AI in manufacturing is a game-changer. It has the potential to transform performance across the breadth and depth of manufacturing operations. However, the massive potential of this new Industrial 4.0 era will only be realized if manufacturers really focus their efforts on where AI can add most value and then drive the solutions to scale.
To understand whether organizations are focusing on the most promising use cases, and then achieving scale with the solution, Cap Gemini have undertaken significant research and analysis. They analyzed 300 leading global manufacturers from four key segments – automotive, industrial manufacturing, consumer products, and aerospace & defense – to understand the focus of their AI initiatives. They also spoke with 30 senior industry executives, all of whom are involved in their organization’s AI initiatives. Finally, they analyzed 22 AI use cases in manufacturing operations. These use cases were spread across seven broad functional areas, from inventory management through to production and quality control.
Key findings operations
The key findings that emerge from this analysis include:
• Europe is leading the way, with more than half of its top manufacturers implementing at least one AI use case in manufacturing operations (within Europe, Germany leads the pack, with 69% of its manufacturers implementing AI). Europe is then followed by Japan (30% implementing) and the US (28%).
• Three use cases stand out in terms of their suitability for kickstarting a manufacturer’s AI journey:
– Intelligent maintenance
– Product quality control
– Demand planning
• These use cases have an optimal combination of several characteristics, that make them an ideal place to start:
– Clear business value/benefits
– Relative ease of implementation
– Availability of data e.g., performance data from machines and equipment for intelligent maintenance, pictures and videos capturing finished products for quality, etc.

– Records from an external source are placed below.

//! Result points recorded into the participant's Prometheus gauges.

use kt_04_result_reporter::{
    MetricsRecorder, RecordError, POINT_CONNECT_FAILURES, POINT_HOPS_TO_PROVIDER,
    POINT_RECORDS_FOUND, POINT_RECORDS_MISSED, POINT_ROUTING_TABLE_SIZE,
};
use testbed_telemetry::ExperimentMetrics;

pub struct PrometheusRecorder {
    metrics: ExperimentMetrics,
}

impl PrometheusRecorder {
    #[must_use]
    pub fn new(metrics: ExperimentMetrics) -> Self {
        Self { metrics }
    }
}

impl MetricsRecorder for PrometheusRecorder {
    #[allow(clippy::cast_possible_truncation)]
    fn record_point(&self, name: &'static str, value: f64) -> Result<(), RecordError> {
        let gauge = match name {
            POINT_HOPS_TO_PROVIDER => {
                return self
                    .metrics
                    .set_hops_to_provider(value)
                    .map_err(|err| RecordError::Sink {
                        point: name,
                        reason: err.to_string(),
                    });
            }
            POINT_ROUTING_TABLE_SIZE => self.metrics.routing_table_size(),
            POINT_RECORDS_FOUND => self.metrics.records_found(),
            POINT_RECORDS_MISSED => self.metrics.records_missed(),
            POINT_CONNECT_FAILURES => self.metrics.connect_failures(),
            _ => {
                return Err(RecordError::Sink {
                    point: name,
                    reason: "no gauge registered".to_string(),
                })
            }
        };
        gauge.set(value as i64);
        Ok(())
    }
}
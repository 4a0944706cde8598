//! # Ports Layer

pub mod outbound;

pub use outbound::{LookupEventSource, LookupEventStream};
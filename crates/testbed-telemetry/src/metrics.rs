//! Prometheus metrics for one experiment run.
//!
//! All metrics follow the naming convention: `kt_<metric>`.
//! Each participant owns its own `Registry`, so a fleet running in one
//! process keeps its numbers apart.
//!
//! `kt_hops_to_provider` is registered on first use: a run without a
//! successful trial has no average and exports no line for it.

use std::fmt;

use prometheus::{Encoder, Gauge, IntGauge, Registry, TextEncoder};

use crate::TelemetryError;

pub const METRIC_ROUTING_TABLE_SIZE: &str = "kt_routing_table_size";
pub const METRIC_RECORDS_FOUND: &str = "kt_records_found";
pub const METRIC_RECORDS_MISSED: &str = "kt_records_missed";
pub const METRIC_HOPS_TO_PROVIDER: &str = "kt_hops_to_provider";
pub const METRIC_CONNECT_FAILURES: &str = "kt_bootstrap_connect_failures";

/// Result gauges for one participant.
#[derive(Clone)]
pub struct ExperimentMetrics {
    registry: Registry,
    routing_table_size: IntGauge,
    records_found: IntGauge,
    records_missed: IntGauge,
    hops_to_provider: Gauge,
    connect_failures: IntGauge,
}

impl fmt::Debug for ExperimentMetrics {
    fn fmt(&self, f: &mut fmt::Formatter<'_>) -> fmt::Result {
        f.debug_struct("ExperimentMetrics")
            .field("records_found", &self.records_found.get())
            .field("records_missed", &self.records_missed.get())
            .field("hops_to_provider", &self.hops_to_provider())
            .finish_non_exhaustive()
    }
}

impl ExperimentMetrics {
    /// Create the gauges in a fresh registry. The hops gauge waits for
    /// [`Self::set_hops_to_provider`].
    ///
    /// # Errors
    ///
    /// Registration failure from Prometheus.
    pub fn new() -> Result<Self, TelemetryError> {
        let registry = Registry::new();

        let routing_table_size = IntGauge::new(
            METRIC_ROUTING_TABLE_SIZE,
            "DHT routing table size after bootstrap quiesced",
        )?;
        let records_found =
            IntGauge::new(METRIC_RECORDS_FOUND, "Discovery trials that found a provider")?;
        let records_missed =
            IntGauge::new(METRIC_RECORDS_MISSED, "Discovery trials that found no provider")?;
        let hops_to_provider = Gauge::new(
            METRIC_HOPS_TO_PROVIDER,
            "Average relay hops to the provider over found trials",
        )?;
        let connect_failures = IntGauge::new(
            METRIC_CONNECT_FAILURES,
            "Bootstrap dials that failed (participant continued)",
        )?;

        registry.register(Box::new(routing_table_size.clone()))?;
        registry.register(Box::new(records_found.clone()))?;
        registry.register(Box::new(records_missed.clone()))?;
        registry.register(Box::new(connect_failures.clone()))?;

        Ok(Self {
            registry,
            routing_table_size,
            records_found,
            records_missed,
            hops_to_provider,
            connect_failures,
        })
    }

    #[must_use]
    pub fn routing_table_size(&self) -> &IntGauge {
        &self.routing_table_size
    }

    #[must_use]
    pub fn records_found(&self) -> &IntGauge {
        &self.records_found
    }

    #[must_use]
    pub fn records_missed(&self) -> &IntGauge {
        &self.records_missed
    }

    /// Average hops, or `None` while it has never been set.
    #[must_use]
    pub fn hops_to_provider(&self) -> Option<f64> {
        self.registry
            .gather()
            .iter()
            .any(|family| family.get_name() == METRIC_HOPS_TO_PROVIDER)
            .then(|| self.hops_to_provider.get())
    }

    /// Register the hops gauge if needed, then set it.
    ///
    /// # Errors
    ///
    /// Registration failure other than the gauge already being present.
    pub fn set_hops_to_provider(&self, hops: f64) -> Result<(), TelemetryError> {
        match self.registry.register(Box::new(self.hops_to_provider.clone())) {
            Ok(()) | Err(prometheus::Error::AlreadyReg) => {}
            Err(err) => return Err(err.into()),
        }
        self.hops_to_provider.set(hops);
        Ok(())
    }

    #[must_use]
    pub fn connect_failures(&self) -> &IntGauge {
        &self.connect_failures
    }

    /// Encode every gauge as Prometheus text format.
    ///
    /// # Errors
    ///
    /// Encoder failure or non UTF-8 output.
    pub fn encode(&self) -> Result<String, TelemetryError> {
        let encoder = TextEncoder::new();
        let metric_families = self.registry.gather();
        let mut buffer = Vec::new();
        encoder.encode(&metric_families, &mut buffer)?;
        Ok(String::from_utf8(buffer)?)
    }
}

– Availability of AI know-how and/or existing standardized solutions
– The opportunity to add features that aid visibility and explainability, allowing employees to understand how decisions are reached and easing adoption by operational teams.
Critical success factors
In the final section of this report, we look at the critical success factors for scaling these use cases in operations:
• Deploy successful AI prototypes in live engineering environments The first step in achieving scale involves bringing the AI prototype up to speed with processing data in real time from the shop floor/production/operations environment. To automate the collection of real-time, live data, the prototype needs to be integrated with legacy IT (such as MES and ERP) and industrial internet of things (IIoT) systems.
• Put down solid foundations of data governance and AI/ data talent To create a robust foundation for scale, and to encourage new implementations, manufacturers should design a data governance framework that defines critical processes related to the generation, management, and analysis of data. In addition, they need to deploy a data & AI platform – a central platform to store and analyze data using AI and to make it available to issue-specific AI applications. Alongside governance and platform, talent will also be a key building block, including manufacturing-specific expertise in AI, data science, and data engineering.
• Scale the AI solution across the manufacturing network Once the AI platform is ready, AI applications can be deployed and made available across multiple sites/factories. Performance needs to be continuously monitored for value generated, output quality and reliability.